● Work item
Write out every line below that includes the word "RowRef".

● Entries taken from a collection
────────────────────

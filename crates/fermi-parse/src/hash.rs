//! Reference-independent canonical hashing (§4.3 "AST hashing"): two
//! formulas that are structurally identical modulo their relative
//! references — e.g. `=A1+1` at `B1` and `=A2+1` at `B2` — render to the
//! same canonical text and therefore share one cache entry.

use std::hash::{Hash, Hasher};

use fermi_common::{CellAddress, EngineConfig, RefKind, SimpleCellAddress};
use rustc_hash::FxHasher;

use crate::ast::{Ast, BinaryOperator, ColumnRef, DistributionLiteral, RowRef, UnaryOperator};

fn render_number(n: f64, config: &EngineConfig) -> String {
    let s = format!("{n}");
    if config.decimal_separator != '.' {
        s.replace('.', &config.decimal_separator.to_string())
    } else {
        s
    }
}

fn canonical_ref_coord(value: u32, kind: RefKind, origin: u32) -> String {
    match kind {
        RefKind::Absolute => format!("${value}"),
        RefKind::Relative => {
            let delta = value as i64 - origin as i64;
            format!("@{delta:+}")
        }
    }
}

fn render_cell_address(addr: &CellAddress, origin: SimpleCellAddress) -> String {
    let sheet = match &addr.sheet {
        Some(s) => s.clone(),
        None => "!REF".to_string(),
    };
    format!(
        "{sheet}:{}:{}",
        canonical_ref_coord(addr.col, addr.col_kind, origin.col),
        canonical_ref_coord(addr.row, addr.row_kind, origin.row)
    )
}

fn render_column_ref(c: &ColumnRef, origin: u32) -> String {
    let sheet = c.sheet.clone().unwrap_or_else(|| "!REF".to_string());
    format!("{sheet}:{}", canonical_ref_coord(c.col, c.col_kind, origin))
}

fn render_row_ref(r: &RowRef, origin: u32) -> String {
    let sheet = r.sheet.clone().unwrap_or_else(|| "!REF".to_string());
    format!("{sheet}:{}", canonical_ref_coord(r.row, r.row_kind, origin))
}

fn render_distribution(d: &DistributionLiteral, config: &EngineConfig) -> String {
    match d {
        DistributionLiteral::Gaussian { mean, variance } => {
            format!("N({}, {})", render_number(*mean, config), render_number(*variance, config))
        }
        DistributionLiteral::Sampled { mean, variance } => {
            format!("S({}, {})", render_number(*mean, config), render_number(*variance, config))
        }
        DistributionLiteral::LogNormal { mean, variance } => {
            format!("LN({}, {})", render_number(*mean, config), render_number(*variance, config))
        }
        DistributionLiteral::Uniform { lo, hi } => {
            format!("U({}, {})", render_number(*lo, config), render_number(*hi, config))
        }
        DistributionLiteral::ConfidenceInterval { lo, hi, confidence_pct } => {
            format!(
                "CI{}[{}, {}]",
                render_number(*confidence_pct, config),
                render_number(*lo, config),
                render_number(*hi, config)
            )
        }
    }
}

fn op_symbol(op: BinaryOperator) -> &'static str {
    match op {
        BinaryOperator::Add => "+",
        BinaryOperator::Sub => "-",
        BinaryOperator::Mul => "*",
        BinaryOperator::Div => "/",
        BinaryOperator::Pow => "^",
        BinaryOperator::Concat => "&",
        BinaryOperator::Eq => "=",
        BinaryOperator::Ne => "<>",
        BinaryOperator::Lt => "<",
        BinaryOperator::Le => "<=",
        BinaryOperator::Gt => ">",
        BinaryOperator::Ge => ">=",
    }
}

/// Deterministic pretty-print used both to key the [`crate::cache::FormulaCache`]
/// and to reinsert a transformed AST (§4.3 "AST hashing").
pub fn pretty_print(ast: &Ast, origin: SimpleCellAddress, config: &EngineConfig) -> String {
    match ast {
        Ast::Empty => String::new(),
        Ast::Number(n) => render_number(*n, config),
        Ast::String(s) => format!("\"{}\"", s.replace('"', "\"\"")),
        Ast::Bool(b) => if *b { "TRUE" } else { "FALSE" }.to_string(),
        Ast::Error(k) => k.code().to_string(),
        Ast::Distribution(d) => render_distribution(d, config),
        Ast::CellReference(addr) => render_cell_address(addr, origin),
        Ast::CellRange(a, b) => format!("{}:{}", render_cell_address(a, origin), render_cell_address(b, origin)),
        Ast::ColumnRange(a, b) => format!("{}:{}", render_column_ref(a, origin.col), render_column_ref(b, origin.col)),
        Ast::RowRange(a, b) => format!("{}:{}", render_row_ref(a, origin.row), render_row_ref(b, origin.row)),
        Ast::NamedExpression(name) => config.translation_package.canonical_function_name(name),
        Ast::FunctionCall { name, args } => {
            let canon_name = config.translation_package.canonical_function_name(name);
            let rendered_args: Vec<String> = args.iter().map(|a| pretty_print(a, origin, config)).collect();
            format!("{canon_name}({})", rendered_args.join(&config.function_arg_separator.to_string()))
        }
        Ast::Array(rows) => {
            let rows_rendered: Vec<String> = rows
                .iter()
                .map(|row| {
                    row.iter()
                        .map(|a| pretty_print(a, origin, config))
                        .collect::<Vec<_>>()
                        .join(&config.function_arg_separator.to_string())
                })
                .collect();
            format!("{{{}}}", rows_rendered.join(";"))
        }
        Ast::Parenthesis(inner) => format!("({})", pretty_print(inner, origin, config)),
        Ast::UnaryOp { op, expr } => {
            let rendered = pretty_print(expr, origin, config);
            match op {
                UnaryOperator::Plus => format!("+{rendered}"),
                UnaryOperator::Minus => format!("-{rendered}"),
                UnaryOperator::Percent => format!("{rendered}%"),
            }
        }
        Ast::BinaryOp { op, left, right } => {
            format!("{}{}{}", pretty_print(left, origin, config), op_symbol(*op), pretty_print(right, origin, config))
        }
    }
}

/// The canonical, reference-independent hash of `ast` as parsed at `origin`
/// (§4.3). Two ASTs with identical canonical text hash identically.
pub fn canonical_hash(ast: &Ast, origin: SimpleCellAddress, config: &EngineConfig) -> u64 {
    let text = pretty_print(ast, origin, config);
    let mut hasher = FxHasher::default();
    text.hash(&mut hasher);
    hasher.finish()
}

#[cfg(test)]
mod tests {
    use super::*;
    use fermi_common::CellAddress;

    #[test]
    fn same_relative_shape_hashes_identically_at_different_origins() {
        let config = EngineConfig::default();
        let ast_a = Ast::BinaryOp {
            op: BinaryOperator::Add,
            left: Box::new(Ast::CellReference(CellAddress::relative(0, 0))), // A1, relative
            right: Box::new(Ast::Number(1.0)),
        };
        let ast_b = Ast::BinaryOp {
            op: BinaryOperator::Add,
            left: Box::new(Ast::CellReference(CellAddress::relative(0, 1))), // A2, relative
            right: Box::new(Ast::Number(1.0)),
        };
        let origin_a = SimpleCellAddress::new(0, 1, 0); // B1
        let origin_b = SimpleCellAddress::new(0, 1, 1); // B2
        assert_eq!(
            canonical_hash(&ast_a, origin_a, &config),
            canonical_hash(&ast_b, origin_b, &config)
        );
    }

    #[test]
    fn absolute_references_are_origin_independent_but_position_sensitive() {
        let config = EngineConfig::default();
        let absolute = CellAddress::absolute(Some("Sheet1".to_string()), 0, 0);
        let ast = Ast::CellReference(absolute);
        let h1 = canonical_hash(&ast, SimpleCellAddress::new(0, 5, 5), &config);
        let h2 = canonical_hash(&ast, SimpleCellAddress::new(0, 9, 9), &config);
        assert_eq!(h1, h2);
    }
}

────────────────────

● Response
use crate::ast::{Ast, BinaryOperator, ColumnRef, DistributionLiteral, RowRef, UnaryOperator};
fn render_row_ref(r: &RowRef, origin: u32) -> String {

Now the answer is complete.